Al igual que nuestras costumbres están cambiando, también lo está haciendo nuestro lenguaje. De manera tan lenta como imperceptible, se está desplegando el nuevo "coronalenguaje" que entra con fuerza en nuestras vidas, siendo interiorizado con mansa resignación, de la misma forma que hemos asumido el sutil autoritarismo que se ha desplegado a nuestro alrededor. Sin embargo, las palabras no son inocentes y pueden tener significados resbaladizos. ¿Qué narices es eso de la distancia social? En todo caso será distancia personal, pero nunca social, porque no es la sociedad quien la ejerce, sino las personas individuales. Por supuesto que tenemos que mantener medidas sanitarias y de higiene, pero de ahí a construir una sociedad distanciada va un abismo. ¿Qué es eso del desconfinamiento?, como si fuéramos buzos que salimos a la superficie o presos que vemos la libertad. ¿A quién se le ha ocurrido la tontería del desescalamiento?, como si bajáramos la pendiente de una montaña por la que hemos ascendido deportivamente.

Puestos a utilizar el vocabulario al uso, sostengo que la seroprevalencia asintomática de la zoonosis patogénica detectada a través de la inmunidad en los grupos de riesgo no va a contagiar mi lenguaje.

Y aunque todavía no tenemos conciencia precisa del enorme desastre económico que se avecina, a lo largo de estas semanas han saltado por los aires un buen número de dogmas. Durante años se nos ha repetido que teníamos que mejorar nuestra economía porque no era competitiva y tenía que aumentar nuestra productividad, para justificar con ello la precariedad laboral en tantos y tantos sectores. Una y otra vez se nos ha insistido, de forma machacona, sobre nuestra falta de competitividad respecto a las economías más avanzadas, justificándose con ello la reducción de salarios, como una variable para colocar la economía española en una posición más favorable, a costa de tener a miles de trabajadores en activo dependiendo de las recogidas de alimentos en los centros de caridad asistencial. Con insistencia se ha publicitado ese nuevo mantra, revestido de modernidad, llamado economía digital, que ha permitido a grandes multinacionales tecnológicas y tiburones que navegan en esas aguas construir un gigantesco entramado de ingeniería fiscal para eludir impuestos y evadir capitales. Pero ahora resulta que carecer de UCI, no tener unas simples mascarillas de algodón, respiradores o suficiente gel hidroalcohólico puede acabar con la población de un país a la misma velocidad que arde una cerilla, poniendo a grandes potencias y a sus economías al borde del caos. Nadie, parece, que lo tuviera en cuenta.
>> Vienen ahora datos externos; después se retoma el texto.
//! Shared test helpers for API integration tests.
#![allow(dead_code)]

use std::sync::Arc;

use axum::Router;
use axum::body::Body;
use axum::http::{Request, StatusCode};
use boxoffice_api::routes::reservations::USER_ID_HEADER;
use boxoffice_api::state::AppState;
use boxoffice_booking::application::expiration_sweeper::ExpirationSweeper;
use boxoffice_booking::application::projection_consumer::{PROJECTION_QUEUE, ProjectionConsumer};
use boxoffice_booking::domain::events::{BOOKING_EVENTS_EXCHANGE, RESERVATION_EVENTS_BINDING};
use boxoffice_booking::infrastructure::in_memory::{
    InMemoryProjectionStore, InMemoryReservationRepository,
};
use boxoffice_core::bus::{DeliveryStream, MessageBus};
use boxoffice_messaging::{BusEventPublisher, InMemoryMessageBus};
use boxoffice_test_support::ManualClock;
use futures::{FutureExt, StreamExt};
use http_body_util::BodyExt;
use tower::ServiceExt;

/// The full router over in-memory adapters, plus the handles needed to
/// drive the asynchronous projection side by hand.
pub struct TestApp {
    pub router: Router,
    pub clock: Arc<ManualClock>,
    pub reservations: Arc<InMemoryReservationRepository>,
    pub publisher: Arc<BusEventPublisher>,
    consumer: ProjectionConsumer,
    deliveries: DeliveryStream,
}

impl TestApp {
    pub async fn new() -> Self {
        let clock = Arc::new(ManualClock::new(
            chrono::TimeZone::with_ymd_and_hms(&chrono::Utc, 2026, 1, 15, 10, 0, 0).unwrap(),
        ));
        let bus = Arc::new(InMemoryMessageBus::new());
        let deliveries = bus
            .subscribe(PROJECTION_QUEUE, BOOKING_EVENTS_EXCHANGE, RESERVATION_EVENTS_BINDING)
            .await
            .unwrap();
        let reservations = Arc::new(InMemoryReservationRepository::new());
        let publisher = Arc::new(BusEventPublisher::new(bus, BOOKING_EVENTS_EXCHANGE));
        let projections = Arc::new(InMemoryProjectionStore::new(clock.clone()));
        let app_state = AppState::new(
            clock.clone(),
            reservations.clone(),
            publisher.clone(),
            projections.clone(),
        );

        Self {
            router: boxoffice_api::build_router(app_state),
            clock,
            reservations,
            publisher,
            consumer: ProjectionConsumer::new(projections),
            deliveries,
        }
    }

    /// Lets the projection consumer process everything published so far.
    pub async fn sync_projections(&mut self) -> usize {
        let mut handled = 0;
        while let Some(Some(Ok(delivery))) = self.deliveries.next().now_or_never() {
            self.consumer.handle_delivery(delivery).await;
            handled += 1;
        }
        handled
    }

    /// Runs one expiration sweep at the current clock time.
    pub async fn sweep(&self) -> usize {
        ExpirationSweeper::new(
            self.reservations.clone(),
            self.publisher.clone(),
            self.clock.clone(),
        )
        .run_once()
        .await
        .unwrap()
        .expired
    }

    pub async fn post_json(
        &self,
        uri: &str,
        user_id: Option<&str>,
        body: &serde_json::Value,
    ) -> (StatusCode, serde_json::Value) {
        let mut builder = Request::builder()
            .method("POST")
            .uri(uri)
            .header("content-type", "application/json");
        if let Some(user_id) = user_id {
            builder = builder.header(USER_ID_HEADER, user_id);
        }
        let request = builder
            .body(Body::from(serde_json::to_vec(body).unwrap()))
            .unwrap();
        send(self.router.clone(), request).await
    }

    pub async fn post_empty(&self, uri: &str, user_id: &str) -> (StatusCode, serde_json::Value) {
        let request = Request::builder()
            .method("POST")
            .uri(uri)
            .header(USER_ID_HEADER, user_id)
            .body(Body::empty())
            .unwrap();
        send(self.router.clone(), request).await
    }

    pub async fn get_json(&self, uri: &str, user_id: Option<&str>) -> (StatusCode, serde_json::Value) {
        let mut builder = Request::builder().method("GET").uri(uri);
        if let Some(user_id) = user_id {
            builder = builder.header(USER_ID_HEADER, user_id);
        }
        send(self.router.clone(), builder.body(Body::empty()).unwrap()).await
    }

    /// Creates a one-line reservation and returns its ID.
    pub async fn create_reservation(&self, user_id: &str, unit_price: i64, quantity: i64) -> String {
        let (status, json) = self
            .post_json(
                "/api/v1/reservations",
                Some(user_id),
                &create_body(unit_price, quantity),
            )
            .await;
        assert_eq!(status, StatusCode::CREATED, "unexpected body: {json}");
        json["reservationId"].as_str().unwrap().to_owned()
    }
}

pub fn create_body(unit_price: i64, quantity: i64) -> serde_json::Value {
    serde_json::json!({
        "eventId": "concert-7",
        "tickets": [
            {
                "ticketId": "ticket-vip",
                "ticketName": "VIP",
                "unitPrice": unit_price,
                "quantity": quantity
            }
        ]
    })
}

/// Sends a request; an empty body decodes as `null`.
async fn send(app: Router, request: Request<Body>) -> (StatusCode, serde_json::Value) {
    let response = app.oneshot(request).await.unwrap();
    let status = response.status();
    let body_bytes = response.into_body().collect().await.unwrap().to_bytes();
    let json = if body_bytes.is_empty() {
        serde_json::Value::Null
    } else {
        serde_json::from_slice(&body_bytes).unwrap_or(serde_json::Value::Null)
    };

    (status, json)
}
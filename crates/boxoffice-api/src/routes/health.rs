//! Health check endpoints.
//!
//! `/health` answers as long as the process serves HTTP; `/health/ready`
//! also pings the reservation and projection stores.

use axum::extract::State;
use axum::http::StatusCode;
use axum::{Json, Router, routing::get};
use serde::Serialize;

use crate::state::AppState;

/// Health check response.
#[derive(Debug, Serialize)]
pub struct HealthResponse {
    /// Service status.
    pub status: &'static str,
    /// Service name.
    pub service: &'static str,
    /// Service version.
    pub version: &'static str,
}

/// Readiness response, with one entry per backing store.
#[derive(Debug, Serialize)]
pub struct ReadinessResponse {
    /// `ready` when every store answered, else `unavailable`.
    pub status: &'static str,
    /// Write-side store status.
    pub reservations: &'static str,
    /// Read-side store status.
    pub projections: &'static str,
}

fn check_status<E: std::fmt::Display>(store: &str, result: Result<(), E>) -> &'static str {
    match result {
        Ok(()) => "ok",
        Err(e) => {
            tracing::warn!(store, error = %e, "readiness check failed");
            "unavailable"
        }
    }
}

/// GET /health
async fn health_check() -> Json<HealthResponse> {
    Json(HealthResponse {
        status: "ok",
        service: env!("CARGO_PKG_NAME"),
        version: env!("CARGO_PKG_VERSION"),
    })
}

/// GET /health/ready
async fn readiness_check(State(state): State<AppState>) -> (StatusCode, Json<ReadinessResponse>) {
    let (reservations, projections) =
        tokio::join!(state.reservations.ping(), state.projections.ping());
    let reservations = check_status("reservations", reservations);
    let projections = check_status("projections", projections);

    let ready = reservations == "ok" && projections == "ok";
    let status = if ready {
        StatusCode::OK
    } else {
        StatusCode::SERVICE_UNAVAILABLE
    };
    (
        status,
        Json(ReadinessResponse {
            status: if ready { "ready" } else { "unavailable" },
            reservations,
            projections,
        }),
    )
}

/// Returns the health check router.
pub fn router() -> Router<AppState> {
    Router::new()
        .route("/health", get(health_check))
        .route("/health/ready", get(readiness_check))
}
Y en España, hay quien se empeña en no aprender de los errores ni quiere interpretar adecuadamente las profundas transformaciones que atravesamos, a juzgar por la petición que ha lanzado la patronal, CEOE, para poder despedir fácilmente y bajar salarios como respuesta a la situación creada por el coronavirus. Siempre lo mismo, en cualquier momento y situación.

Es lo que tiene la insensatez: con un sencillo virus envuelto en proteínas, queda al descubierto.